MP denuncia policiais militares por execução de mototaxista no Tocantins
Os policiais militares Devany Gomes dos Santos e Cláudio Roberto Nunes Gomes foram formalmente denunciados pelo Ministério Público do Tocantins (MPTO) por suspeita de envolvimento direto na execução a tiros do mototaxista Jefferson Lima Borges, de 25 anos, ocorrida na rodovia TO-181 em setembro de 2025. A denúncia, apresentada por cinco promotores de Justiça, aponta que o crime teria sido meticulosamente planejado e motivado por vingança, já que a vítima havia denunciado abusos policiais meses antes do assassinato.
Detalhes do crime e prisões dos acusados
De acordo com as investigações, os policiais monitoraram Jefferson durante uma festa em Sandolândia e, quando ele saiu do evento, o seguiram até um trecho isolado da rodovia, onde o cercaram e efetuaram oito disparos, sendo que três atingiram fatalmente o mototaxista. Em novembro de 2025, quatro policiais foram afastados das funções, e em fevereiro seguinte, Devany Gomes dos Santos e Cláudio Roberto Nunes Gomes tiveram prisão temporária decretada por 30 dias, medida posteriormente convertida em prisão preventiva.

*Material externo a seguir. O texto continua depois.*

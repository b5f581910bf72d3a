use std::{fmt, marker::PhantomData};

use serde::{
    Deserialize, Deserializer, Serialize, Serializer,
    de::{MapAccess, Visitor},
};

use super::clock::ClockTime;

/// Label written into a slot that a preference left empty.
pub const FREE_SLOT: &str = "Free";

/// A schedulable subject together with the faculty member teaching it.
#[derive(Debug, Clone, PartialEq, Eq, Serialize, Deserialize)]
#[serde(rename_all = "camelCase")]
pub struct Subject {
    pub code: String,
    pub name: String,
    #[serde(alias = "faculty")]
    pub faculty_name: String,
    /// Lab subjects produce `lab` entries instead of `class` entries.
    #[serde(default)]
    pub lab: bool,
}

/// A cohort of students sharing one generated schedule.
#[derive(Debug, Clone, PartialEq, Eq, Serialize, Deserialize)]
#[serde(rename_all = "camelCase")]
pub struct Section {
    pub name: String,
    #[serde(alias = "students")]
    pub student_count: u32,
}

/// A fixed, named break window.
#[derive(Debug, Clone, PartialEq, Eq, Serialize, Deserialize)]
#[serde(rename_all = "camelCase")]
pub struct Break {
    pub name: String,
    pub start_time: ClockTime,
    pub end_time: ClockTime,
}

#[derive(Debug, Clone, Copy, PartialEq, Eq, Serialize, Deserialize)]
#[serde(rename_all = "lowercase")]
pub enum EntryKind {
    Class,
    Lab,
    Break,
}

#[derive(Debug, Clone, PartialEq, Eq, Serialize, Deserialize)]
pub struct ScheduleEntry {
    pub day: String,
    pub time: ClockTime,
    pub subject: String,
    pub faculty: String,
    #[serde(rename = "type")]
    pub kind: EntryKind,
}

impl ScheduleEntry {
    pub fn taught(day: &str, time: ClockTime, subject: &Subject) -> Self {
        Self {
            day: day.to_string(),
            time,
            subject: subject.name.clone(),
            faculty: subject.faculty_name.clone(),
            kind: if subject.lab {
                EntryKind::Lab
            } else {
                EntryKind::Class
            },
        }
    }

    pub fn free(day: &str, time: ClockTime) -> Self {
        Self {
            day: day.to_string(),
            time,
            subject: FREE_SLOT.to_string(),
            faculty: String::new(),
            kind: EntryKind::Class,
        }
    }

    pub fn rest(day: &str, time: ClockTime, brk: &Break) -> Self {
        Self {
            day: day.to_string(),
            time,
            subject: brk.name.clone(),
            faculty: String::new(),
            kind: EntryKind::Break,
        }
    }

    pub fn is_break(&self) -> bool {
        self.kind == EntryKind::Break
    }
}

/// One row of the flat `Day, Time, Subject, Faculty` projection.
#[derive(Debug, Clone, PartialEq, Eq, Serialize, Deserialize)]
#[serde(rename_all = "camelCase")]
pub struct ExportRow {
    pub day: String,
    pub time: ClockTime,
    pub subject: String,
    pub faculty: String,
}

/// All entries for one section, ordered by day then time.
#[derive(Debug, Clone, Default, PartialEq, Eq, Serialize, Deserialize)]
#[serde(transparent)]
pub struct SectionSchedule {
    entries: Vec<ScheduleEntry>,
}

impl SectionSchedule {
    pub fn new(entries: Vec<ScheduleEntry>) -> Self {
        Self { entries }
    }

    pub fn entries(&self) -> &[ScheduleEntry] {
        &self.entries
    }

    pub fn len(&self) -> usize {
        self.entries.len()
    }

    pub fn is_empty(&self) -> bool {
        self.entries.is_empty()
    }

    pub fn for_day<'a>(&'a self, day: &'a str) -> impl Iterator<Item = &'a ScheduleEntry> + 'a {
        self.entries.iter().filter(move |entry| entry.day == day)
    }

    pub fn at(&self, day: &str, time: ClockTime) -> Option<&ScheduleEntry> {
        self.entries
            .iter()
            .find(|entry| entry.day == day && entry.time == time)
    }

    pub fn export_rows(&self) -> Vec<ExportRow> {
        self.entries
            .iter()
            .map(|entry| ExportRow {
                day: entry.day.clone(),
                time: entry.time,
                subject: entry.subject.clone(),
                faculty: entry.faculty.clone(),
            })
            .collect()
    }
}

/// Per-section values kept in the order sections were inserted.
///
/// Serializes as a JSON object whose keys follow that order.
#[derive(Debug, Clone, PartialEq, Eq)]
pub struct SectionMap<T> {
    entries: Vec<(String, T)>,
}

/// Generated schedules keyed by section name, in section input order.
pub type WeeklySchedule = SectionMap<SectionSchedule>;

/// Flat export rows keyed by section name.
pub type ExportTable = SectionMap<Vec<ExportRow>>;

impl<T> Default for SectionMap<T> {
    fn default() -> Self {
        Self {
            entries: Vec::new(),
        }
    }
}

impl<T> SectionMap<T> {
    /// Adds `value` under `section`, replacing any earlier value in place.
    pub fn insert(&mut self, section: impl Into<String>, value: T) {
        let section = section.into();
        match self.entries.iter_mut().find(|(name, _)| *name == section) {
            Some((_, existing)) => *existing = value,
            None => self.entries.push((section, value)),
        }
    }

    pub fn get(&self, section: &str) -> Option<&T> {
        self.entries
            .iter()
            .find(|(name, _)| name == section)
            .map(|(_, value)| value)
    }

    pub fn len(&self) -> usize {
        self.entries.len()
    }

    pub fn is_empty(&self) -> bool {
        self.entries.is_empty()
    }

    pub fn names(&self) -> impl Iterator<Item = &str> {
        self.entries.iter().map(|(name, _)| name.as_str())
    }

    pub fn iter(&self) -> impl Iterator<Item = (&str, &T)> {
        self.entries
            .iter()
            .map(|(name, value)| (name.as_str(), value))
    }
}

impl SectionMap<SectionSchedule> {
    pub fn export_rows(&self) -> ExportTable {
        SectionMap {
            entries: self
                .entries
                .iter()
                .map(|(name, schedule)| (name.clone(), schedule.export_rows()))
                .collect(),
        }
    }
}

impl<T: Serialize> Serialize for SectionMap<T> {
    fn serialize<S: Serializer>(&self, serializer: S) -> Result<S::Ok, S::Error> {
        serializer.collect_map(self.entries.iter().map(|(name, value)| (name, value)))
    }
}

impl<'de, T: Deserialize<'de>> Deserialize<'de> for SectionMap<T> {
    fn deserialize<D: Deserializer<'de>>(deserializer: D) -> Result<Self, D::Error> {
        struct SectionMapVisitor<T>(PhantomData<T>);

        impl<'de, T: Deserialize<'de>> Visitor<'de> for SectionMapVisitor<T> {
            type Value = SectionMap<T>;

            fn expecting(&self, f: &mut fmt::Formatter<'_>) -> fmt::Result {
                f.write_str("a map of section names")
            }

            fn visit_map<A: MapAccess<'de>>(self, mut access: A) -> Result<Self::Value, A::Error> {
                let mut map = SectionMap::default();
                while let Some((name, value)) = access.next_entry::<String, T>()? {
                    map.insert(name, value);
                }
                Ok(map)
            }
        }

        deserializer.deserialize_map(SectionMapVisitor(PhantomData))
    }
}
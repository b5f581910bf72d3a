use axum::http::StatusCode;
use pretty_assertions::assert_eq;
use serde_json::{Value, json};
use timetablegen_api::handlers::timetable::resolve_seed;
use timetablegen_core::models::request::GenerateTimetableResponse;

use crate::test_utils::{TestContext, scenario_body};

#[tokio::test]
async fn test_generate_timetable_scenario() {
    let server = TestContext::new().server();
    let mut body = scenario_body();
    body["seed"] = json!(7);

    let response = server.post("/api/timetables").json(&body).await;
    assert_eq!(response.status_code(), StatusCode::OK);

    let payload: GenerateTimetableResponse = response.json();
    assert_eq!(payload.seed, 7);
    let grid: Vec<String> = payload.grid.iter().map(ToString::to_string).collect();
    assert_eq!(grid, vec!["08:30", "09:20", "10:10"]);

    let section = payload.timetables.get("A").expect("section A present");
    assert_eq!(section.len(), 3);
    assert_eq!(section.entries()[1].subject, "Tea Break");
    assert!(section.entries()[1].is_break());
}

#[tokio::test]
async fn test_generate_timetable_is_reproducible_from_seed() {
    let server = TestContext::new().server();
    let mut body = scenario_body();
    body["days"] = json!(["Monday", "Tuesday", "Wednesday", "Thursday", "Friday"]);
    body["seed"] = json!(123);

    let first: Value = server.post("/api/timetables").json(&body).await.json();
    let second: Value = server.post("/api/timetables").json(&body).await.json();

    assert_eq!(first, second);
}

#[tokio::test]
async fn test_default_seed_is_used_when_request_has_none() {
    let server = TestContext::new().with_default_seed(42).server();

    let payload: GenerateTimetableResponse = server
        .post("/api/timetables")
        .json(&scenario_body())
        .await
        .json();

    assert_eq!(payload.seed, 42);
}

#[tokio::test]
async fn test_generate_timetable_validation_failure() {
    let server = TestContext::new().server();
    let mut body = scenario_body();
    body["department"] = json!("");
    body["totalStudents"] = json!(25);

    let response = server.post("/api/timetables").json(&body).await;
    assert_eq!(response.status_code(), StatusCode::BAD_REQUEST);

    let error: Value = response.json();
    let fields: Vec<&str> = error["details"]
        .as_array()
        .expect("details array")
        .iter()
        .filter_map(|issue| issue["field"].as_str())
        .collect();
    assert_eq!(fields, vec!["department", "sections"]);
}

#[tokio::test]
async fn test_generate_timetable_bad_grid() {
    let server = TestContext::new().server();
    let mut body = scenario_body();
    body["dayStart"] = json!("11:00");

    let response = server.post("/api/timetables").json(&body).await;
    assert_eq!(response.status_code(), StatusCode::UNPROCESSABLE_ENTITY);

    let error: Value = response.json();
    assert!(error["error"].as_str().unwrap().starts_with("Configuration error"));
}

#[tokio::test]
async fn test_export_timetable_rows() {
    let server = TestContext::new().server();
    let mut body = scenario_body();
    body["seed"] = json!(3);

    let response = server.post("/api/timetables/export").json(&body).await;
    assert_eq!(response.status_code(), StatusCode::OK);

    let rows: Value = response.json();
    let section = rows["A"].as_array().expect("rows for section A");
    assert_eq!(section.len(), 3);
    assert_eq!(
        section[1],
        json!({ "day": "Monday", "time": "09:20", "subject": "Tea Break", "faculty": "" })
    );
    assert!(section[0].get("type").is_none());
}

#[tokio::test]
async fn test_generate_timetable_rejects_oversize_request() {
    let server = TestContext::new().server();
    let mut body = scenario_body();
    body["dayStart"] = json!("00:00");
    body["dayEnd"] = json!("23:55");
    body["periodMinutes"] = json!(5);
    body["days"] = json!(["Monday", "Tuesday", "Wednesday", "Thursday", "Friday", "Saturday"]);
    let sections: Vec<Value> = (0..20)
        .map(|i| json!({ "name": format!("S{i}"), "studentCount": 1 }))
        .collect();
    body["sections"] = json!(sections);
    body["totalStudents"] = json!(20);

    let response = server.post("/api/timetables").json(&body).await;
    assert_eq!(response.status_code(), StatusCode::BAD_REQUEST);

    let error: Value = response.json();
    assert_eq!(error["details"][0]["field"], json!("timetable"));
}

#[tokio::test]
async fn test_generate_timetable_keeps_section_order() {
    let server = TestContext::new().server();
    let mut body = scenario_body();
    body["totalStudents"] = json!(20);
    body["sections"] = json!([
        { "name": "B", "studentCount": 10 },
        { "name": "A", "studentCount": 10 }
    ]);

    let response = server.post("/api/timetables").json(&body).await;
    assert_eq!(response.status_code(), StatusCode::OK);

    let text = response.text();
    let b = text.find("\"B\":").expect("section B present");
    let a = text.find("\"A\":").expect("section A present");
    assert!(b < a);
}

#[tokio::test]
async fn test_health_reports_model_backend() {
    let server = TestContext::new().server();

    let health: Value = server.get("/health").await.json();
    assert_eq!(health, json!({ "status": "ok", "assistedGeneration": false }));
}

#[test]
fn test_resolve_seed_priority() {
    assert_eq!(resolve_seed(Some(1), Some(2)), 1);
    assert_eq!(resolve_seed(None, Some(2)), 2);
}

A Polícia Militar informou que os dois militares permanecem custodiados na sede do 4º Batalhão da PM em Gurupi, à disposição da Justiça, enquanto a corporação acompanha os desdobramentos da denúncia. A defesa dos acusados afirmou que ainda não foi formalmente notificada sobre a denúncia e que, após ter acesso ao processo, demonstrará a verdade dos fatos.
Agravantes apontados pelo Ministério Público
Os promotores destacam três agravantes principais no caso: a motivação por vingança como retaliação pela denúncia de abusos policiais feita por Jefferson em Araguaçu; o uso de arma do próprio Estado na execução do crime; e a prática de fraude processual, com os policiais simulando a perda da arma, formatando seus celulares e pesquisando formas de evitar rastreamento após o assassinato.
O Ministério Público pede que os policiais sejam levados a julgamento pelo Tribunal do Júri pelos crimes de homicídio qualificado e fraude processual. A investigação da Polícia Civil identificou ainda que um dos soldados teria omitido informações sobre testemunhas que viram uma caminhonete idêntica à dos policiais no local do crime momentos antes do corpo ser encontrado.
Contexto da denúncia anterior
O mototaxista foi morto apenas dois meses após denunciar supostos abusos de poder de policiais militares ao MPTO. Após essa denúncia, a promotoria buscou documentos que justificassem a apreensão do celular de Jefferson, mas não encontrou qualquer registro, levando a Polícia Militar de Araguaçu a devolver o aparelho sem apresentar termo de apreensão.
A Polícia Militar do Tocantins emitiu nota afirmando que acompanha o caso, aguarda o andamento do processo para adotar medidas administrativas cabíveis e reforça que não compactua com desvios de conduta de seus integrantes, mantendo compromisso com legalidade e transparência.